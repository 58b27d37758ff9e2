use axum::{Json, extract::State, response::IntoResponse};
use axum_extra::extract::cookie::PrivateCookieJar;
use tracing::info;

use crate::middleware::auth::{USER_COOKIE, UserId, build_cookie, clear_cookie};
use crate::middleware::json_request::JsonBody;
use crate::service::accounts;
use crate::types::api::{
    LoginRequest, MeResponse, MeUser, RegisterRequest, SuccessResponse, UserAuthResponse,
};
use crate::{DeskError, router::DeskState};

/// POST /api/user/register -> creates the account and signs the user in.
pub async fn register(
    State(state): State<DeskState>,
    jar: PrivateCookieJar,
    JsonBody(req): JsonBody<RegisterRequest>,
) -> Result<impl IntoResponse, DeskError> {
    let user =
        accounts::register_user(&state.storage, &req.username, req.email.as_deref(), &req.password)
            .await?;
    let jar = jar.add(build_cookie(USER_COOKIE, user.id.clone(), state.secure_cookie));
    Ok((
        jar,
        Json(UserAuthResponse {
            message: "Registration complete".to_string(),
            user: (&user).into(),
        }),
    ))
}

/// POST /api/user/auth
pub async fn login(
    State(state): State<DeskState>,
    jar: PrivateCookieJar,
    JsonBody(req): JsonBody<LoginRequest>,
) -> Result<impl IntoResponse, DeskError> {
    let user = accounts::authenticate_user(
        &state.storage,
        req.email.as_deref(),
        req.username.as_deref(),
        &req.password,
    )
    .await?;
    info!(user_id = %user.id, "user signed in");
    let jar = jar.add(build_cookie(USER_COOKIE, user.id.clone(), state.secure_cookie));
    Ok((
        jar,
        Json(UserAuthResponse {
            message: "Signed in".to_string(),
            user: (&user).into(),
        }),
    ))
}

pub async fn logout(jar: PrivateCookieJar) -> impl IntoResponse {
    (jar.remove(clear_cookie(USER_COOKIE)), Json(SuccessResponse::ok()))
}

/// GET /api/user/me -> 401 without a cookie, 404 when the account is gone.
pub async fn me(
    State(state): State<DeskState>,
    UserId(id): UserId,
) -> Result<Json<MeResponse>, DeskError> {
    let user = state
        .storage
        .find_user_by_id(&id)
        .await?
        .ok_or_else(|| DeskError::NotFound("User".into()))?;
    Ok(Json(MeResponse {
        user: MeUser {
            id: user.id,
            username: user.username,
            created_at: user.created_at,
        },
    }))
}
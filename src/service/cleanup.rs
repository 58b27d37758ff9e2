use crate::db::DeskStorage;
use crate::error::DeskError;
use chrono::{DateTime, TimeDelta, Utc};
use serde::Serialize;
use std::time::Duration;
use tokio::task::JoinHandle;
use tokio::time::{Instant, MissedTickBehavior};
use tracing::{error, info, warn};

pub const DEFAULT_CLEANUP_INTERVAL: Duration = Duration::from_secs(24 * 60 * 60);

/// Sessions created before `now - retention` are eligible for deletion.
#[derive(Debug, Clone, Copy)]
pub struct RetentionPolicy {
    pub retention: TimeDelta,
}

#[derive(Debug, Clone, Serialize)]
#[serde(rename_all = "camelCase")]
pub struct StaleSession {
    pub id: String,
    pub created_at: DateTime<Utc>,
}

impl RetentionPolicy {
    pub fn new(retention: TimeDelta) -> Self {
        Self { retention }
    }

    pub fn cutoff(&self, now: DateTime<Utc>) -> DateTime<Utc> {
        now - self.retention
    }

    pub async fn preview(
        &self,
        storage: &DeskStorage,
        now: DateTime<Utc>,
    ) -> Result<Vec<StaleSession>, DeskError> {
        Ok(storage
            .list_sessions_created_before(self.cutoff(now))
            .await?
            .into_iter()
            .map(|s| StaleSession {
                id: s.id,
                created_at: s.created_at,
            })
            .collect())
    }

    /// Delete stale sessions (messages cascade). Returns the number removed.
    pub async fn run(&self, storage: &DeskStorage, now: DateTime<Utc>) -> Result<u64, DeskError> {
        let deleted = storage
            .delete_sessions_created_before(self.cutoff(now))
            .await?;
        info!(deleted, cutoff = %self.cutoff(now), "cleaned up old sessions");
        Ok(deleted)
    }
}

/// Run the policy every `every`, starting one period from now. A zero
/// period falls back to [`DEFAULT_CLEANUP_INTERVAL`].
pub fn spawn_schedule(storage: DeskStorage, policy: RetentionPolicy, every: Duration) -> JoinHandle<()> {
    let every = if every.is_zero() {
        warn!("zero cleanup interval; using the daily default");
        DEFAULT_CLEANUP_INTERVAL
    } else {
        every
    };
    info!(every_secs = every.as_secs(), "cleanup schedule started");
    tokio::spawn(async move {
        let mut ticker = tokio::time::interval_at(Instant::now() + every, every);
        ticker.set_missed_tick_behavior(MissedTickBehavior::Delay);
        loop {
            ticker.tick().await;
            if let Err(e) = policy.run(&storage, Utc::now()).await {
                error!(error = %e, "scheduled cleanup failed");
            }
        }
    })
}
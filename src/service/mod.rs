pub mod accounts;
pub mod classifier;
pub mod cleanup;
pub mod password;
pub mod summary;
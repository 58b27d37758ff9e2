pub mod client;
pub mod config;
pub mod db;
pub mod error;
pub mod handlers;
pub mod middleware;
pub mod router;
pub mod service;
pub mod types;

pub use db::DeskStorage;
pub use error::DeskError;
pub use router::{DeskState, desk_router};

__What is expected__.
Please copy every line from the entries that includes the word "MissedTickBehavior".

__Response to the task__.
use tokio::time::{Instant, MissedTickBehavior};
        ticker.set_missed_tick_behavior(MissedTickBehavior::Delay);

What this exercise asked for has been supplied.